Shall we head on inside and take a look at some of the amazing doors that are part of The Cloisters collection?


In retrospect my biggest mistake during this visit was being so agog at the history in front of me that I forgot to take pics of the information signs that accompany each piece.


What can I say? I was truly overwhelmed…and with good reason.


So unfortunately if you ask me if this one is from Spain or France or Italy, I honestly don’t remember 😦


Keep in mind, that what I’m showing you is simply the doors.


Just imagine the sculptures, tapestries, paintings and mosaics, carvings, pottery and other artwork.


What I can tell you is that each of these is handmade, hand-carved, and dates back at least 450 years.


If you appreciate this sort of stuff, then by all means if ever you are in the New York City area do yourself a favor and set aside part of a day to visit this place for yourself.


You will not be disappointed.


Stay tuned, I’ll have more in part 2 next week.


Want to share your doors post with us? Please join in and add the link for your Thursday Doors post to our weekly list, by clicking on the blue button below and following the simple instructions. It’s easy, it’s fun, and it’s also somewhat addictive 🙂

If you share your posts on Twitter and Instagram remember to use the #ThursdayDoors hashtag and please do take a few minutes to visit the Thursday Door posts shared by others.

As always I thank you for looking 🙂

About Norm 2.0

World’s youngest grumpy old man & heart failure wonder boy. Interests: writing, woodworking, photography, travel, tennis, wine, and I know a bit about power tools.
Gallery | This entry was posted in Photography, Thursday Doors and tagged , , , , , , , , , , , . Bookmark the permalink.

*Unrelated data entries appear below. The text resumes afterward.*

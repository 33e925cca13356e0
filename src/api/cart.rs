//! Cart handlers.
//!
//! Every route acts on the caller's own cart. A cart is created empty the
//! first time it is touched.

use axum::{
    Json,
    extract::{Path, State, rejection::JsonRejection},
};

use super::dto::{AddToCartRequest, CartResponse};
use super::error::ApiErrorResponse;
use super::identity::Caller;
use super::populate::ProductLookup;
use super::state::AppState;
use crate::domain::{Cart, CartItem, DomainError, ProductId, UserId};

/// Returns the caller's cart with products inlined.
///
/// # Errors
///
/// Returns 500 when the store cannot be read or written.
pub async fn get_cart(
    State(state): State<AppState>,
    caller: Caller,
) -> Result<Json<CartResponse>, ApiErrorResponse> {
    let cart = load_or_create_cart(&state, &caller.user_id).await?;
    let lookup = ProductLookup::load(state.product_repository.as_ref(), &cart.product_ids()).await?;
    Ok(Json(CartResponse::from_cart(&cart, &lookup)))
}

/// Adds units of a product to the caller's cart.
///
/// A product already in the cart has its quantity increased; otherwise a new
/// line is appended.
///
/// # Errors
///
/// - 400 when `productId` is missing or malformed
/// - 400 when `quantity` is missing or below 1
/// - 400 when the merged quantity overflows
pub async fn add_to_cart(
    State(state): State<AppState>,
    caller: Caller,
    body: Result<Json<AddToCartRequest>, JsonRejection>,
) -> Result<Json<CartResponse>, ApiErrorResponse> {
    let Json(request) = body?;
    let item = cart_item_from_request(&request)?;

    let cart = load_or_create_cart(&state, &caller.user_id)
        .await?
        .add_item(item)?;
    state.cart_repository.save(&cart).await?;

    tracing::debug!(
        user_id = %caller.user_id,
        product_id = %item.product_id,
        quantity = item.quantity,
        "Item added to cart"
    );
    Ok(Json(CartResponse::from_cart(&cart, &ProductLookup::empty())))
}

/// Removes every line of a product from the caller's cart.
///
/// Removing a product that is not in the cart leaves the cart unchanged.
///
/// # Errors
///
/// Returns 500 when the store cannot be read or written.
pub async fn remove_from_cart(
    State(state): State<AppState>,
    caller: Caller,
    Path(product_id): Path<String>,
) -> Result<Json<CartResponse>, ApiErrorResponse> {
    let cart = load_or_create_cart(&state, &caller.user_id).await?;

    // A malformed id cannot match any line.
    let cart = match ProductId::parse(&product_id) {
        Ok(product_id) => {
            let updated = cart.remove_product(&product_id);
            state.cart_repository.save(&updated).await?;
            updated
        }
        Err(_) => cart,
    };

    Ok(Json(CartResponse::from_cart(&cart, &ProductLookup::empty())))
}

fn cart_item_from_request(request: &AddToCartRequest) -> Result<CartItem, DomainError> {
    let product_id = request
        .product_id
        .as_deref()
        .filter(|value| !value.trim().is_empty())
        .ok_or(DomainError::MissingField("productId"))?;
    let product_id = ProductId::parse(product_id.trim())?;

    let quantity = request.quantity.ok_or(DomainError::MissingField("quantity"))?;
    let quantity = u32::try_from(quantity)
        .map_err(|_| DomainError::invalid_field("quantity", "must be at least 1"))?;

    CartItem::new(product_id, quantity)
}

/// Loads the user's cart, storing an empty one if none exists yet.
pub(crate) async fn load_or_create_cart(
    state: &AppState,
    user_id: &UserId,
) -> Result<Cart, ApiErrorResponse> {
    if let Some(cart) = state.cart_repository.find_by_user(user_id).await? {
        return Ok(cart);
    }

    let cart = Cart::empty(user_id.clone());
    state.cart_repository.save(&cart).await?;
    tracing::debug!(%user_id, "Created empty cart");
    Ok(cart)
}
impl TryFrom<CartDocument> for Cart {
    type Error = RepositoryError;

    fn try_from(document: CartDocument) -> Result<Self, Self::Error> {
        let items = document
            .items
            .into_iter()
            .map(|item| {
                Ok(CartItem {
                    product_id: ProductId::from_object_id(item.product_id),
                    quantity: count_from_document("quantity", item.quantity)?,
                })
            })
            .collect::<Result<Vec<_>, RepositoryError>>()?;

        Ok(Self {
            user_id: UserId::new(document.user_id),
            items,
        })
    }
}

#[derive(Debug, Clone, Serialize, Deserialize)]
#[serde(rename_all = "camelCase")]
struct OrderItemDocument {
    product_id: ObjectId,
    quantity: i64,
    #[serde(default, with = "rust_decimal::serde::float")]
    price: Decimal,
}

#[derive(Debug, Clone, Serialize, Deserialize)]
struct CustomerInfoDocument {
    name: String,
    address: String,
    phone: String,
}

#[derive(Debug, Clone, Serialize, Deserialize)]
#[serde(rename_all = "camelCase")]
struct OrderDocument {
    #[serde(rename = "_id")]
    id: ObjectId,
    user_id: String,
    items: Vec<OrderItemDocument>,
    #[serde(with = "rust_decimal::serde::float")]
    total: Decimal,
    customer_info: CustomerInfoDocument,
    status: String,
    created_at: BsonDateTime,
}

impl From<&Order> for OrderDocument {
    fn from(order: &Order) -> Self {
        Self {
            id: *order.order_id.as_object_id(),
            user_id: order.user_id.as_str().to_string(),
            items: order
                .items
                .iter()
                .map(|item| OrderItemDocument {
                    product_id: *item.product_id.as_object_id(),
                    quantity: i64::from(item.quantity),
                    price: item.price,
                })
                .collect(),
            total: order.total,
            customer_info: CustomerInfoDocument {
                name: order.customer_info.name.clone(),
                address: order.customer_info.address.clone(),
                phone: order.customer_info.phone.clone(),
            },
            status: order.status.as_str().to_string(),
            created_at: BsonDateTime::from_millis(order.created_at.timestamp_millis()),
        }
    }
}

impl TryFrom<OrderDocument> for Order {
    type Error = RepositoryError;

    fn try_from(document: OrderDocument) -> Result<Self, Self::Error> {
        let items = document
            .items
            .into_iter()
            .map(|item| {
                Ok(OrderLineItem {
                    product_id: ProductId::from_object_id(item.product_id),
                    quantity: count_from_document("quantity", item.quantity)?,
                    price: item.price,
                })
            })
            .collect::<Result<Vec<_>, RepositoryError>>()?;
        let status = document
            .status
            .parse::<OrderStatus>()
            .map_err(|error| RepositoryError::SerializationError(error.to_string()))?;
        let created_at = Timestamp::from_timestamp_millis(document.created_at.timestamp_millis())
            .ok_or_else(|| {
                RepositoryError::SerializationError("createdAt out of range".to_string())
            })?;

        Ok(Self {
            order_id: OrderId::from_object_id(document.id),
            user_id: UserId::new(document.user_id),
            items,
            total: document.total,
            customer_info: CustomerInfo {
                name: document.customer_info.name,
                address: document.customer_info.address,
                phone: document.customer_info.phone,
            },
            status,
            created_at,
        })
    }
}

fn into_domain<D, T>(documents: Vec<D>) -> Result<Vec<T>, RepositoryError>
where
    T: TryFrom<D, Error = RepositoryError>,
{
    documents.into_iter().map(T::try_from).collect()
}

// =============================================================================
// MongoDB Product Repository
// =============================================================================

/// `MongoDB` implementation of `ProductRepository`.
#[derive(Debug, Clone)]
pub struct MongoProductRepository {
    collection: Collection<ProductDocument>,
}

impl MongoProductRepository {
    /// Creates a repository over the `products` collection of `database`.
    #[must_use]
    pub fn new(database: &Database) -> Self {
        Self {
            collection: database.collection(PRODUCTS_COLLECTION),
        }
    }
}

impl ProductRepository for MongoProductRepository {
    fn find_all(&self) -> RepositoryFuture<Vec<Product>> {
        let collection = self.collection.clone();

        async move {
            let documents: Vec<ProductDocument> = collection
                .find(doc! {})
                .sort(doc! { "_id": 1 })
                .await
                .map_err(|error| database_error(&error))?
                .try_collect()
                .await
                .map_err(|error| database_error(&error))?;
            into_domain(documents)
        }
        .boxed()
    }

    fn search_by_name(&self, query: &str) -> RepositoryFuture<Vec<Product>> {
        let collection = self.collection.clone();
        let pattern = regex::escape(query);

        async move {
            let documents: Vec<ProductDocument> = collection
                .find(doc! { "name": { "$regex": pattern, "$options": "i" } })
                .sort(doc! { "_id": 1 })
                .await
                .map_err(|error| database_error(&error))?
                .try_collect()
                .await
                .map_err(|error| database_error(&error))?;
            into_domain(documents)
        }
        .boxed()
    }

    fn find_by_id(&self, id: &ProductId) -> RepositoryFuture<Option<Product>> {
        let collection = self.collection.clone();
        let object_id = *id.as_object_id();

        async move {
            collection
                .find_one(doc! { "_id": object_id })
                .await
                .map_err(|error| database_error(&error))?
                .map(Product::try_from)
                .transpose()
        }
        .boxed()
    }

    fn find_by_ids(&self, ids: &[ProductId]) -> RepositoryFuture<Vec<Product>> {
        let collection = self.collection.clone();
        let object_ids: Vec<ObjectId> = ids.iter().map(|id| *id.as_object_id()).collect();

        async move {
            if object_ids.is_empty() {
                return Ok(Vec::new());
            }
            let documents: Vec<ProductDocument> = collection
                .find(doc! { "_id": { "$in": object_ids } })
                .await
                .map_err(|error| database_error(&error))?
                .try_collect()
                .await
                .map_err(|error| database_error(&error))?;
            into_domain(documents)
        }
        .boxed()
    }

    fn save(&self, product: &Product) -> RepositoryFuture<()> {
        let collection = self.collection.clone();
        let document = ProductDocument::from(product);

        async move {
            collection
                .replace_one(doc! { "_id": document.id }, &document)
                .upsert(true)
                .await
                .map_err(|error| database_error(&error))?;
            Ok(())
        }
        .boxed()
    }

    fn delete(&self, id: &ProductId) -> RepositoryFuture<bool> {
        let collection = self.collection.clone();
        let object_id = *id.as_object_id();

        async move {
            let result = collection
                .delete_one(doc! { "_id": object_id })
                .await
                .map_err(|error| database_error(&error))?;
            Ok(result.deleted_count > 0)
        }
        .boxed()
    }
}
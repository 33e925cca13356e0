//! Data Transfer Objects for API requests and responses.
//!
//! Response shapes follow the stored documents: identifiers are rendered as
//! `_id`, the remaining fields are camelCase, and prices are JSON numbers.

use rust_decimal::Decimal;
use serde::{Deserialize, Serialize};

use crate::domain::{Cart, CartItem, Order, OrderLineItem, OrderStatus, Product, ProductId};

use super::populate::ProductLookup;

// =============================================================================
// Product DTOs
// =============================================================================

/// Response DTO for a product.
#[derive(Debug, Clone, PartialEq, Eq, Serialize, Deserialize)]
pub struct ProductResponse {
    /// Product ID.
    #[serde(rename = "_id")]
    pub id: String,
    /// Display name.
    pub name: String,
    /// Unit price.
    #[serde(with = "rust_decimal::serde::float")]
    pub price: Decimal,
    /// Free-form description.
    #[serde(default, skip_serializing_if = "Option::is_none")]
    pub description: Option<String>,
    /// Public image URL.
    #[serde(default, skip_serializing_if = "Option::is_none")]
    pub image: Option<String>,
    /// Units in stock.
    pub stock: u32,
}

impl From<&Product> for ProductResponse {
    fn from(product: &Product) -> Self {
        Self {
            id: product.product_id.to_string(),
            name: product.name.clone(),
            price: product.price,
            description: product.description.clone(),
            image: product.image.clone(),
            stock: product.stock,
        }
    }
}

impl From<Product> for ProductResponse {
    fn from(product: Product) -> Self {
        Self::from(&product)
    }
}

/// Query string of `GET /api/products/search`.
#[derive(Debug, Clone, Default, Deserialize)]
pub struct SearchQuery {
    /// Substring to look for in product names.
    #[serde(default)]
    pub q: Option<String>,
}

/// Body returned after a product is deleted.
#[derive(Debug, Clone, Serialize, Deserialize)]
pub struct MessageResponse {
    /// Human-readable confirmation.
    pub message: String,
}

impl MessageResponse {
    /// Creates a message response.
    #[must_use]
    pub fn new(message: impl Into<String>) -> Self {
        Self {
            message: message.into(),
        }
    }
}

/// A product reference that is either resolved to the product or left as
/// its id (when the product no longer exists or was not looked up).
#[derive(Debug, Clone, PartialEq, Eq, Serialize, Deserialize)]
#[serde(untagged)]
pub enum ProductReference {
    /// The referenced product, inlined.
    Resolved(ProductResponse),
    /// The bare product id.
    Unresolved(String),
}

impl ProductReference {
    /// The referenced product id, whether or not it was resolved.
    #[must_use]
    pub fn id(&self) -> &str {
        match self {
            Self::Resolved(product) => &product.id,
            Self::Unresolved(id) => id,
        }
    }
}

// =============================================================================
// Cart DTOs
// =============================================================================

/// Request DTO for `POST /api/cart`.
#[derive(Debug, Clone, Default, Deserialize)]
#[serde(rename_all = "camelCase")]
pub struct AddToCartRequest {
    /// Product to add.
    #[serde(default)]
    pub product_id: Option<String>,
    /// Units to add; must be at least 1.
    #[serde(default)]
    pub quantity: Option<i64>,
}

/// Response DTO for one cart line.
#[derive(Debug, Clone, Serialize, Deserialize)]
#[serde(rename_all = "camelCase")]
pub struct CartItemResponse {
    /// Referenced product.
    pub product_id: ProductReference,
    /// Units in the cart.
    pub quantity: u32,
}

/// Response DTO for a cart.
#[derive(Debug, Clone, Serialize, Deserialize)]
#[serde(rename_all = "camelCase")]
pub struct CartResponse {
    /// Owner of the cart.
    pub user_id: String,
    /// Cart lines.
    pub items: Vec<CartItemResponse>,
}

impl CartResponse {
    /// Builds the response, inlining every product found in `lookup`.
    #[must_use]
    pub fn from_cart(cart: &Cart, lookup: &ProductLookup) -> Self {
        Self {
            user_id: cart.user_id.to_string(),
            items: cart
                .items
                .iter()
                .map(|item: &CartItem| CartItemResponse {
                    product_id: lookup.reference(&item.product_id),
                    quantity: item.quantity,
                })
                .collect(),
        }
    }
}

// =============================================================================
// Order DTOs
// =============================================================================

/// Customer contact as sent and returned over the wire.
#[derive(Debug, Clone, Default, PartialEq, Eq, Serialize, Deserialize)]
pub struct CustomerInfoDto {
    /// Recipient name.
    #[serde(default)]
    pub name: String,
    /// Delivery address.
    #[serde(default)]
    pub address: String,
    /// Contact phone number.
    #[serde(default)]
    pub phone: String,
}

/// The `productId` of an order item: either a bare id or a product object
/// as returned by the cart endpoint.
#[derive(Debug, Clone, Deserialize)]
#[serde(untagged)]
pub enum OrderItemProduct {
    /// Product id string.
    Id(String),
    /// Populated product; only `_id` and `price` are read.
    Populated {
        /// Product id.
        #[serde(rename = "_id")]
        id: String,
        /// Unit price shown to the client.
        #[serde(default, with = "rust_decimal::serde::float_option")]
        price: Option<Decimal>,
    },
}

impl OrderItemProduct {
    /// The product id string.
    #[must_use]
    pub fn id(&self) -> &str {
        match self {
            Self::Id(id) | Self::Populated { id, .. } => id,
        }
    }

    /// The embedded price, if the product was populated with one.
    #[must_use]
    pub const fn price(&self) -> Option<Decimal> {
        match self {
            Self::Id(_) => None,
            Self::Populated { price, .. } => *price,
        }
    }
}

/// One item of `POST /api/orders`.
#[derive(Debug, Clone, Deserialize)]
#[serde(rename_all = "camelCase")]
pub struct OrderItemRequest {
    /// Ordered product.
    pub product_id: OrderItemProduct,
    /// Units ordered.
    pub quantity: i64,
    /// Unit price; takes precedence over a populated product's price.
    #[serde(default, with = "rust_decimal::serde::float_option")]
    pub price: Option<Decimal>,
}

impl OrderItemRequest {
    /// Client-supplied unit price for this item.
    #[must_use]
    pub fn client_price(&self) -> Option<Decimal> {
        self.price.or_else(|| self.product_id.price())
    }
}

/// Request DTO for `POST /api/orders`.
#[derive(Debug, Clone, Default, Deserialize)]
#[serde(rename_all = "camelCase")]
pub struct CreateOrderRequest {
    /// Delivery contact.
    #[serde(default)]
    pub customer_info: Option<CustomerInfoDto>,
    /// Items to order. Absent and `null` both mean no items.
    #[serde(default)]
    pub items: Option<Vec<OrderItemRequest>>,
}

impl CreateOrderRequest {
    /// Requested items, empty when none were sent.
    #[must_use]
    pub fn items(&self) -> &[OrderItemRequest] {
        self.items.as_deref().unwrap_or_default()
    }
}

/// Request DTO for `PUT /api/orders/{id}/status`.
#[derive(Debug, Clone, Default, Deserialize)]
pub struct UpdateStatusRequest {
    /// New status.
    #[serde(default)]
    pub status: Option<String>,
}

/// Response DTO for one order line.
#[derive(Debug, Clone, Serialize, Deserialize)]
#[serde(rename_all = "camelCase")]
pub struct OrderItemResponse {
    /// Ordered product.
    pub product_id: ProductReference,
    /// Units ordered.
    pub quantity: u32,
    /// Unit price at the time of the order.
    #[serde(with = "rust_decimal::serde::float")]
    pub price: Decimal,
}

/// Response DTO for an order.
#[derive(Debug, Clone, Serialize, Deserialize)]
#[serde(rename_all = "camelCase")]
pub struct OrderResponse {
    /// Order ID.
    #[serde(rename = "_id")]
    pub id: String,
    /// User who placed the order.
    pub user_id: String,
    /// Ordered lines.
    pub items: Vec<OrderItemResponse>,
    /// Order total.
    #[serde(with = "rust_decimal::serde::float")]
    pub total: Decimal,
    /// Delivery contact.
    pub customer_info: CustomerInfoDto,
    /// Current status.
    pub status: OrderStatus,
    /// Creation timestamp, RFC 3339.
    pub created_at: String,
}

impl OrderResponse {
    /// Builds the response, inlining every product found in `lookup`.
    #[must_use]
    pub fn from_order(order: &Order, lookup: &ProductLookup) -> Self {
        Self {
            id: order.order_id.to_string(),
            user_id: order.user_id.to_string(),
            items: order
                .items
                .iter()
                .map(|item: &OrderLineItem| OrderItemResponse {
                    product_id: lookup.reference(&item.product_id),
                    quantity: item.quantity,
                    price: item.price,
                })
                .collect(),
            total: order.total,
            customer_info: CustomerInfoDto {
                name: order.customer_info.name.clone(),
                address: order.customer_info.address.clone(),
                phone: order.customer_info.phone.clone(),
            },
            status: order.status,
            created_at: order.created_at.to_rfc3339(),
        }
    }
}

/// Product ids referenced by a set of orders, deduplicated.
#[must_use]
pub fn referenced_products(orders: &[Order]) -> Vec<ProductId> {
    let mut ids: Vec<ProductId> = orders.iter().flat_map(Order::product_ids).collect();
    ids.sort_unstable();
    ids.dedup();
    ids
}
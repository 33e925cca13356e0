//! Route table.

use axum::{
    Json, Router,
    routing::{delete, get, put},
};
use serde::Serialize;
use tower_http::cors::{Any, CorsLayer};
use tower_http::trace::TraceLayer;

use super::cart::{add_to_cart, get_cart, remove_from_cart};
use super::order::{create_order, list_orders, my_orders, update_order_status};
use super::product::{
    create_product, delete_product, get_product, list_products, search_products, update_product,
};
use super::state::AppState;

/// Health check response.
#[derive(Debug, Clone, Serialize)]
pub struct HealthResponse {
    /// Service status.
    pub status: &'static str,
    /// Service version.
    pub version: &'static str,
}

/// Health check endpoint.
///
/// ```json
/// { "status": "healthy", "version": "0.1.0" }
/// ```
pub async fn health_check() -> Json<HealthResponse> {
    Json(HealthResponse {
        status: "healthy",
        version: env!("CARGO_PKG_VERSION"),
    })
}

/// Builds the application router with tracing and permissive CORS.
pub fn create_router(state: AppState) -> Router {
    let cors = CorsLayer::new()
        .allow_origin(Any)
        .allow_methods(Any)
        .allow_headers(Any);

    Router::new()
        .route("/health", get(health_check))
        // Catalog
        .route("/api/products", get(list_products).post(create_product))
        .route("/api/products/search", get(search_products))
        .route(
            "/api/products/{id}",
            get(get_product).put(update_product).delete(delete_product),
        )
        // Cart
        .route("/api/cart", get(get_cart).post(add_to_cart))
        .route("/api/cart/{product_id}", delete(remove_from_cart))
        // Orders
        .route("/api/orders", get(list_orders).post(create_order))
        .route("/api/orders/my-orders", get(my_orders))
        .route("/api/orders/{id}/status", put(update_order_status))
        .layer(TraceLayer::new_for_http())
        .layer(cors)
        .with_state(state)
}
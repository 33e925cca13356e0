//! # storefront-api
//!
//! Backend for a small online store: a product catalog, per-user shopping
//! carts and order placement, stored in MongoDB, with product images pushed
//! to an external media host.
//!
//! ## Layout
//!
//! - [`domain`]: catalog, cart and order models and their invariants
//! - [`infrastructure`]: repositories, media upload and configuration
//! - [`api`]: axum handlers, DTOs, caller identity and the route table

pub mod api;
pub mod domain;
pub mod infrastructure;
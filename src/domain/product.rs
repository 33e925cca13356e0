//! Catalog product model.

use rust_decimal::Decimal;

use super::{DomainError, ProductId};

/// A catalog product.
///
/// Invariants: `name` is non-empty and `price` is non-negative. `stock`
/// is an unsigned count so it can never go below zero.
#[derive(Debug, Clone, PartialEq, Eq)]
pub struct Product {
    /// Unique identifier.
    pub product_id: ProductId,
    /// Display name.
    pub name: String,
    /// Unit price.
    pub price: Decimal,
    /// Free-form description.
    pub description: Option<String>,
    /// Public URL of the product image.
    pub image: Option<String>,
    /// Units in stock.
    pub stock: u32,
}

impl Product {
    /// Creates a product, checking the catalog invariants.
    ///
    /// # Errors
    ///
    /// Returns `DomainError::MissingField` if the name is blank and
    /// `DomainError::InvalidField` if the price is negative.
    pub fn new(
        product_id: ProductId,
        name: impl Into<String>,
        price: Decimal,
        stock: u32,
    ) -> Result<Self, DomainError> {
        let name = name.into();
        if name.trim().is_empty() {
            return Err(DomainError::MissingField("name"));
        }
        if price.is_sign_negative() && !price.is_zero() {
            return Err(DomainError::invalid_field("price", "must not be negative"));
        }

        Ok(Self {
            product_id,
            name,
            price,
            description: None,
            image: None,
            stock,
        })
    }

    /// Sets the description.
    #[must_use]
    pub fn with_description(self, description: Option<String>) -> Self {
        Self {
            description,
            ..self
        }
    }

    /// Sets the image URL.
    #[must_use]
    pub fn with_image(self, image: Option<String>) -> Self {
        Self { image, ..self }
    }

    /// Applies a partial update. Fields absent from the patch keep their
    /// current value.
    ///
    /// After merging, name must be non-empty and both price and stock must
    /// be non-zero, otherwise the update is rejected.
    ///
    /// # Errors
    ///
    /// Returns `DomainError::MissingField` naming the first field that
    /// fails the post-merge check.
    pub fn apply(self, patch: ProductPatch) -> Result<Self, DomainError> {
        let merged = Self {
            product_id: self.product_id,
            name: patch.name.unwrap_or(self.name),
            price: patch.price.unwrap_or(self.price),
            description: patch.description.or(self.description),
            image: patch.image.or(self.image),
            stock: patch.stock.unwrap_or(self.stock),
        };

        if merged.name.trim().is_empty() {
            return Err(DomainError::MissingField("name"));
        }
        if merged.price.is_zero() {
            return Err(DomainError::MissingField("price"));
        }
        if merged.stock == 0 {
            return Err(DomainError::MissingField("stock"));
        }
        if merged.price.is_sign_negative() {
            return Err(DomainError::invalid_field("price", "must not be negative"));
        }

        Ok(merged)
    }
}

/// Fields supplied by a partial product update.
#[derive(Debug, Clone, Default, PartialEq, Eq)]
pub struct ProductPatch {
    /// Replacement name.
    pub name: Option<String>,
    /// Replacement price.
    pub price: Option<Decimal>,
    /// Replacement description.
    pub description: Option<String>,
    /// Replacement image URL.
    pub image: Option<String>,
    /// Replacement stock count.
    pub stock: Option<u32>,
}

impl ProductPatch {
    /// Returns true when the patch carries no field at all.
    #[must_use]
    pub const fn is_empty(&self) -> bool {
        self.name.is_none()
            && self.price.is_none()
            && self.description.is_none()
            && self.image.is_none()
            && self.stock.is_none()
    }
}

84 Responses to Thursday Doors – September 22, 2016

  1. Norm I’ve never been to New York, but these doors alone would do it for me!

    Liked by 1 person

  2. These are all so amazing! I love the hardware on them too!

    Liked by 1 person

  3. calensariel says:

    The third picture in the boy of the post got me. I would SO love to just sit there on the steps and imagine for a few minutes. Awesome! That’s going on my bucket list!

    Liked by 2 people

  4. Oh wow! These are gorgeous doors! I also liked the iron gates and archways. The pottery ain’t bad either! 🙂

    This was on my list to do and see while in NYC but we ran out of time, and it didn’t look like it was going to be an easy or quick trip to and from from Mid-town to it via public transportation.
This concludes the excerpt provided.